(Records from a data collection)
= Beginning of Section =
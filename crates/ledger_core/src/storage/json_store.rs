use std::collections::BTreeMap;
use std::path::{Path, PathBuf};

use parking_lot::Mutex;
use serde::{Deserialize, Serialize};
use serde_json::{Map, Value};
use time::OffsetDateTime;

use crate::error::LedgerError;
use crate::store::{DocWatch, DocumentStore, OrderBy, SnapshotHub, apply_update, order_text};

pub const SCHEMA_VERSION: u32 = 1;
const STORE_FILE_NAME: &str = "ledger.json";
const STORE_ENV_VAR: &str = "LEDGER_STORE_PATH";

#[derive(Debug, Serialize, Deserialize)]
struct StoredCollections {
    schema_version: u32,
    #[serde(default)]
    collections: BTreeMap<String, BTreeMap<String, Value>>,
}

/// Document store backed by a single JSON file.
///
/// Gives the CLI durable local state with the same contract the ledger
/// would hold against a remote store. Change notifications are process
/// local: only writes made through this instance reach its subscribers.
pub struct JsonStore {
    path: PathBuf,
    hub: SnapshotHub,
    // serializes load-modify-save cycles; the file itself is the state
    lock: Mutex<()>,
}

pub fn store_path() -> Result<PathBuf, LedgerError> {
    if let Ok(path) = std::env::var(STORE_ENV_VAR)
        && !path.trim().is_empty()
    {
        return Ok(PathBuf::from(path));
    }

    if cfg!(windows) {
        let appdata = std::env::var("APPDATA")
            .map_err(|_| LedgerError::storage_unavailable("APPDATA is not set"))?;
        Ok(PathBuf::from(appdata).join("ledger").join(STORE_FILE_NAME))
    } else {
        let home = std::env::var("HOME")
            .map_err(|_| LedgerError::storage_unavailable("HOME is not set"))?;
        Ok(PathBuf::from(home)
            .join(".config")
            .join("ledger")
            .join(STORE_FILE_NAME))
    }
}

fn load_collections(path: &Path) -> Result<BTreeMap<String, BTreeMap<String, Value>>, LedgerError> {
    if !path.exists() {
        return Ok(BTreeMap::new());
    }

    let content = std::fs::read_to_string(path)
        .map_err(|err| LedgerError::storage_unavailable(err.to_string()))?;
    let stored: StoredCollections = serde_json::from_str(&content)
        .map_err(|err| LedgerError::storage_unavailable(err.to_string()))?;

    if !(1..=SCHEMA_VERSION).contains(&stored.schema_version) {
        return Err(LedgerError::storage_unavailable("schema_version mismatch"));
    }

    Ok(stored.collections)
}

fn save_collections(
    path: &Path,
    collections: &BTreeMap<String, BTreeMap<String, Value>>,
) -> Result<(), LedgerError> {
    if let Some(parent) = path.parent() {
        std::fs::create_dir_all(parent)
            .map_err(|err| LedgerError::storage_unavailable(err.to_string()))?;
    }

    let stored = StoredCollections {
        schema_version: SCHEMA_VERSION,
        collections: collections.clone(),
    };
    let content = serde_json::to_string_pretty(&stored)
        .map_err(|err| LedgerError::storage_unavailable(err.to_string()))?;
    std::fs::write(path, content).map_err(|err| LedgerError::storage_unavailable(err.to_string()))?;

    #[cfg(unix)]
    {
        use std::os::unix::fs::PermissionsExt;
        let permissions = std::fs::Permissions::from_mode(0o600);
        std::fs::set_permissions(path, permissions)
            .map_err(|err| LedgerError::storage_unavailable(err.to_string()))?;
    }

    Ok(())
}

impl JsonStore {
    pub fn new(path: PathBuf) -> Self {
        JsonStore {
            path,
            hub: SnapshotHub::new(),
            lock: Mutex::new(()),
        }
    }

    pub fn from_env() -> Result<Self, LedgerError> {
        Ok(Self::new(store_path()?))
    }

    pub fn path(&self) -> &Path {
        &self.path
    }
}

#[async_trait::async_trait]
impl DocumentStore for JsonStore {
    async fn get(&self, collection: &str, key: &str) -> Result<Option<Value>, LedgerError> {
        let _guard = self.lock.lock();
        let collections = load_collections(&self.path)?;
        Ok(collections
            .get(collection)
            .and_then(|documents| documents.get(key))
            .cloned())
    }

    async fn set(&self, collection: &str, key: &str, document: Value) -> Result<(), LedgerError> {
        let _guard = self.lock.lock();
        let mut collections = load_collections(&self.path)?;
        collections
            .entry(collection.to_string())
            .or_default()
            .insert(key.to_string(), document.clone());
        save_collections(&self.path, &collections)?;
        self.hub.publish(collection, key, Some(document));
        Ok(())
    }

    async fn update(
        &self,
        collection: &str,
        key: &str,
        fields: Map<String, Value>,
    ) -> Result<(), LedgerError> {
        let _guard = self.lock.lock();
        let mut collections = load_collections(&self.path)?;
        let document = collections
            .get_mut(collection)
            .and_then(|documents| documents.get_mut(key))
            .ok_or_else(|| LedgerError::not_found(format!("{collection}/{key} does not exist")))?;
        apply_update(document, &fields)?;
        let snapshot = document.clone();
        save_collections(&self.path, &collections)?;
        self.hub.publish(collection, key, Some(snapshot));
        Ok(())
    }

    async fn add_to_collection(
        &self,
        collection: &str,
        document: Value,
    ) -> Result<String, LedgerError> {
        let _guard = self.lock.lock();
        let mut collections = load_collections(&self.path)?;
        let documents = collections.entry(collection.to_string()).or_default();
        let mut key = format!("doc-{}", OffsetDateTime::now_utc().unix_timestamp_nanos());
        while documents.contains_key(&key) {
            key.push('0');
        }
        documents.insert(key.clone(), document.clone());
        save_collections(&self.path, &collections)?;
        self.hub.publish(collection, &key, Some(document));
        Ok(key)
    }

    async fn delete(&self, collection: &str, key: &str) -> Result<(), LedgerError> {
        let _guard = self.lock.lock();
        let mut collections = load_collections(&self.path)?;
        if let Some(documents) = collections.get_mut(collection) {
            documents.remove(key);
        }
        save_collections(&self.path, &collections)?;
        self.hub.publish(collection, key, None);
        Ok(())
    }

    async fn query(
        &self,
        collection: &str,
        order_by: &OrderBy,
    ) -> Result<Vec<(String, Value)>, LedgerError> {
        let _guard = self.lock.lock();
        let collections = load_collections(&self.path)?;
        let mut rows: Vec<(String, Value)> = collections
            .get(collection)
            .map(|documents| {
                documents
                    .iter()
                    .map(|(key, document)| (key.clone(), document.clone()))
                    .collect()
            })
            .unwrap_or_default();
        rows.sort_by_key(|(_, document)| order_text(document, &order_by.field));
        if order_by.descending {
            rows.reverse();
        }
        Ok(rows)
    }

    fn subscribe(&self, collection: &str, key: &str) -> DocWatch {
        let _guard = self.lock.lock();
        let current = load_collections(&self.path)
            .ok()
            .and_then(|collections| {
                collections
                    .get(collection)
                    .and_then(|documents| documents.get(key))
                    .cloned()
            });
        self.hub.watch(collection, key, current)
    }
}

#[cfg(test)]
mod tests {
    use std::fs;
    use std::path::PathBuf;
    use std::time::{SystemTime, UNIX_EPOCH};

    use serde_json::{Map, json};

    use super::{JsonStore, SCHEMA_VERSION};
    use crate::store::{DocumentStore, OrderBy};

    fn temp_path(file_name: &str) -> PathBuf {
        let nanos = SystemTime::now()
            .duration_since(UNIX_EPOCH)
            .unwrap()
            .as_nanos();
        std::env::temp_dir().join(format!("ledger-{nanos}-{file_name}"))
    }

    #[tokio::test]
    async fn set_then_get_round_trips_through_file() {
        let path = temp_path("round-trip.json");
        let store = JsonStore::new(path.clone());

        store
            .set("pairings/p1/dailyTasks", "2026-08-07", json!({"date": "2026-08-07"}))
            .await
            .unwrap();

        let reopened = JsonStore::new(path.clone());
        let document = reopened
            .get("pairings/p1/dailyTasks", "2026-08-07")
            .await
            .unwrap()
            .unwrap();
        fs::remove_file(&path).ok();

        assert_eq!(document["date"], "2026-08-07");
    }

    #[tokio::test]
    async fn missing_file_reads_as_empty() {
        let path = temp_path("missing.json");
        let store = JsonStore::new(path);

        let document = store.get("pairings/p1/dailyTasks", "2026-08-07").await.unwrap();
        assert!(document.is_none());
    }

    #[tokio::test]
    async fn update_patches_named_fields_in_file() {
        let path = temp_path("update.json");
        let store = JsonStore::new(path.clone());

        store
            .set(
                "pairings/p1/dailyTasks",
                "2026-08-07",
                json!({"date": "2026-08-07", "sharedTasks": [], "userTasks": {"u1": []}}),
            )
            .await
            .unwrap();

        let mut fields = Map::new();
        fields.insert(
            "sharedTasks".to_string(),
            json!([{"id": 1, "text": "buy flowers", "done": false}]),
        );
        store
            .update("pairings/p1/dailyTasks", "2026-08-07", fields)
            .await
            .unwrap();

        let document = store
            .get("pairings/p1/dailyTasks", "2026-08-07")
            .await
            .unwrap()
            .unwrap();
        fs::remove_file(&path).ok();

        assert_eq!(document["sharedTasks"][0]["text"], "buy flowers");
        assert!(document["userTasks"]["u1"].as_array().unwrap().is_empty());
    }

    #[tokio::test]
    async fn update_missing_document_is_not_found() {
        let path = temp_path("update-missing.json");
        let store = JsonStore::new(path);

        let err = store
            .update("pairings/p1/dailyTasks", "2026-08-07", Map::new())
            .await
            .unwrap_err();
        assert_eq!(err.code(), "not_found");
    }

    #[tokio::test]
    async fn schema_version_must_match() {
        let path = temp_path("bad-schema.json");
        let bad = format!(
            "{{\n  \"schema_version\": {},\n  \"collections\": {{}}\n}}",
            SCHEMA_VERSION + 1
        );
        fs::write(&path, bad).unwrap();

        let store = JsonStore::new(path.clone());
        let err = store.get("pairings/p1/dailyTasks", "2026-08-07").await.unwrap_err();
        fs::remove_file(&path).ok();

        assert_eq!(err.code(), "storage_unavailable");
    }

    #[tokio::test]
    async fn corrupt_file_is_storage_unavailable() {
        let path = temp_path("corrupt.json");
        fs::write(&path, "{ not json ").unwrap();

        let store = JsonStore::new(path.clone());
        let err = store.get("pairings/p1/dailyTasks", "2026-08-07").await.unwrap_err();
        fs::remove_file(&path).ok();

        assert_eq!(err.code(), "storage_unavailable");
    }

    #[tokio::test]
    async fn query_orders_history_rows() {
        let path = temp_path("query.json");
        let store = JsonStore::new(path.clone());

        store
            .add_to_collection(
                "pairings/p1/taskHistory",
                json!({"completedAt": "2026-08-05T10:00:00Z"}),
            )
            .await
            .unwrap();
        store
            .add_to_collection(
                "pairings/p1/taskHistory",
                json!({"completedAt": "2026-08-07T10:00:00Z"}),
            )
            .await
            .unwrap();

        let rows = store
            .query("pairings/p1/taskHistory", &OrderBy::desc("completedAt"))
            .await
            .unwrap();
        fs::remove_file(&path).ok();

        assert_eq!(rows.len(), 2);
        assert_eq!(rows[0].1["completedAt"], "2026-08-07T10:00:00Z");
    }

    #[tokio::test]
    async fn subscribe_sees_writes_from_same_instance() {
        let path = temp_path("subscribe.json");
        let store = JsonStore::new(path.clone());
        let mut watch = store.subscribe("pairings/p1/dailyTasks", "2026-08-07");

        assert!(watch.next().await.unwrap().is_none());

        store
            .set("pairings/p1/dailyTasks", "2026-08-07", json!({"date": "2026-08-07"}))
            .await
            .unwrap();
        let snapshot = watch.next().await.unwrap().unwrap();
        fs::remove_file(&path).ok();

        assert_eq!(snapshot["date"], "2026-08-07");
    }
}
= End of Section =
## YOUR TASK
Report every line in the data above in which the word "PathBuf" appears.

## EXPECTED ANSWER
use std::path::{Path, PathBuf};
    path: PathBuf,
pub fn store_path() -> Result<PathBuf, LedgerError> {
        return Ok(PathBuf::from(path));
        Ok(PathBuf::from(appdata).join("ledger").join(STORE_FILE_NAME))
        Ok(PathBuf::from(home)
    pub fn new(path: PathBuf) -> Self {
    use std::path::PathBuf;
    fn temp_path(file_name: &str) -> PathBuf {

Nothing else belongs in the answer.